Der Kaffee kommt aus Brasilien, der Pullover aus Italien und das Handy aus China. Produkte, die wir täglich konsumieren, durchlaufen häufig Herstellungsprozesse, die sich über den gesamten Erdball erstrecken. Laut Statistischem Bundesamt wurden im Jahr 2020 in Deutschland Waren im Wert von über einer Billiarde Euro importiert. Weltweite Lieferketten sind fester Bestandteil wirtschaftlicher Verflechtung auf globaler Ebene.

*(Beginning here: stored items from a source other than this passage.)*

// ============ Manager ============

/// Ties the registry, the ANQP cache and tracker, and the matching engine
/// together behind one `&mut self` surface. All state lives here; external
/// effects go through the collaborator traits.
pub struct PasspointManager {
    registry: ProviderRegistry,
    anqp_cache: AnqpCache,
    request_manager: AnqpRequestManager,
    engine: MatchingEngine,
    cert_verifier: Arc<dyn CertificateVerifier>,
    key_store: Arc<dyn ProviderKeyStore>,
    config_store: Arc<dyn NetworkConfigStore>,
    broadcaster: Arc<dyn NoticeBroadcaster>,
    clock: Arc<dyn Clock>,
    metrics: PasspointMetrics,
}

Als Lieferkette wird der gesamte Wertschöpfungsprozess von Produkten oder Dienstleistungen von der Bestellung über die Produktion bis zur Lieferung bezeichnet. Sie umfasst das Netzwerk aller Organisationen, die am Prozess beteiligt sind. Dazu gehören die Bestellung, Produktion und Lieferung genauso wie die Bezahlung. Oft finden die einzelnen Produktionsschritte an verschiedenen Orten auf der gesamten Welt statt. Ein durchschnittlicher Pkw besteht zum Beispiel aus bis zu 10.000 Einzelteilen. Der Automobilhersteller Volkswagen arbeitet weltweit mit mehr als 40.000 Lieferanten und Dienstleistern zusammen; hinzu kommen außerdem mehrere hundert Spediteure. Die zunehmende Globalisierung und das globale Konsumentenverhalten führen dazu, dass Lieferketten lang und komplex werden können.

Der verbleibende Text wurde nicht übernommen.